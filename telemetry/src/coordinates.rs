//! Coordinate resolution
//!
//! Each axis is read independently from its primary key, then its alternate
//! key, then the fallback coordinate.

use crate::snapshot::{set_value, Field, RawSnapshot, Scalar};
use serde::{Deserialize, Serialize};
use vigil_hal::Coordinate;

/// Where a resolved position came from
#[derive(Debug, Clone, Copy, Serialize, Deserialize, PartialEq, Eq)]
#[serde(rename_all = "lowercase")]
pub enum PositionSource {
    /// Both axes were reported by the device
    Reported,
    /// One axis was reported, the other fell back
    Partial,
    /// Neither axis was usable
    Fallback,
}

/// Parse one coordinate value from a number or numeric text
pub fn parse_coordinate(value: Option<&Scalar>) -> Field<f64> {
    match value {
        None => Field::Absent,
        Some(Scalar::Number(n)) => match n.as_f64() {
            Some(v) if v.is_finite() => Field::Value(v),
            _ => Field::Invalid(format!("not a number: {}", n)),
        },
        Some(Scalar::Text(s)) => match s.trim().parse::<f64>() {
            Ok(n) if n.is_finite() => Field::Value(n),
            _ => Field::Invalid(format!("not a number: {:?}", s)),
        },
        Some(other) => Field::Invalid(format!("not a number: {}", other)),
    }
}

fn resolve_axis(axis: &str, primary: &Option<Scalar>, alternate: &Option<Scalar>) -> Option<f64> {
    let note = |field: &Field<f64>, key: &str| {
        if let Field::Invalid(reason) = field {
            tracing::debug!(axis, key, reason = %reason, "Unusable coordinate");
        }
    };

    let first = parse_coordinate(set_value(primary));
    note(&first, "primary");
    first
        .or_else(|| {
            let second = parse_coordinate(set_value(alternate));
            note(&second, "alternate");
            second
        })
        .ok()
}

/// Resolve the device position from `lat`/`latitude` and `lng`/`longitude`
pub fn resolve_position(raw: &RawSnapshot, fallback: Coordinate) -> (Coordinate, PositionSource) {
    let lat = resolve_axis("lat", &raw.lat, &raw.latitude);
    let lng = resolve_axis("lng", &raw.lng, &raw.longitude);

    let source = match (lat.is_some(), lng.is_some()) {
        (true, true) => PositionSource::Reported,
        (false, false) => PositionSource::Fallback,
        _ => PositionSource::Partial,
    };

    let coordinate = Coordinate::new(lat.unwrap_or(fallback.lat), lng.unwrap_or(fallback.lng));
    (coordinate, source)
}

#[cfg(test)]
mod tests {
    use super::*;

    const ORIGIN: Coordinate = Coordinate::new(0.0, 0.0);

    #[test]
    fn axes_fall_back_independently() {
        let raw = RawSnapshot {
            lat: Some(Scalar::text("-17.5")),
            ..Default::default()
        };
        let (pos, source) = resolve_position(&raw, ORIGIN);

        assert_eq!(pos, Coordinate::new(-17.5, 0.0));
        assert_eq!(source, PositionSource::Partial);
    }

    #[test]
    fn alternate_keys_are_used_when_primary_is_bad() {
        let raw = RawSnapshot {
            lat: Some(Scalar::text("north")),
            latitude: Scalar::number(-17.35),
            longitude: Some(Scalar::text(" 30.2 ")),
            ..Default::default()
        };
        let (pos, source) = resolve_position(&raw, ORIGIN);

        assert_eq!(pos, Coordinate::new(-17.35, 30.2));
        assert_eq!(source, PositionSource::Reported);
    }

    #[test]
    fn primary_key_wins() {
        let raw = RawSnapshot {
            lng: Some(Scalar::Number(31.into())),
            longitude: Some(Scalar::Number(29.into())),
            ..Default::default()
        };
        assert_eq!(resolve_position(&raw, ORIGIN).0.lng, 31.0);
    }

    #[test]
    fn unusable_values_fall_back() {
        let fallback = Coordinate::new(-17.351880, 30.206747);
        let raw = RawSnapshot {
            lat: Some(Scalar::text("NaN")),
            lng: Some(Scalar::Bool(true)),
            latitude: Some(Scalar::text("None")),
            ..Default::default()
        };
        let (pos, source) = resolve_position(&raw, fallback);

        assert_eq!(pos, fallback);
        assert_eq!(source, PositionSource::Fallback);
    }

    #[test]
    fn parse_reports_invalid_text() {
        assert!(matches!(
            parse_coordinate(Some(&Scalar::text("12abc"))),
            Field::Invalid(_)
        ));
        assert_eq!(parse_coordinate(None), Field::Absent);
    }
}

▬▬▬

Taking the records above, retype every line from the one with "(false, false) =>" down to the one with "const ORIGIN: Coordinate", exactly and with nothing else.

### Exercise result
        (false, false) => PositionSource::Fallback,
        _ => PositionSource::Partial,
    };

    let coordinate = Coordinate::new(lat.unwrap_or(fallback.lat), lng.unwrap_or(fallback.lng));
    (coordinate, source)
}

#[cfg(test)]
mod tests {
    use super::*;

    const ORIGIN: Coordinate = Coordinate::new(0.0, 0.0);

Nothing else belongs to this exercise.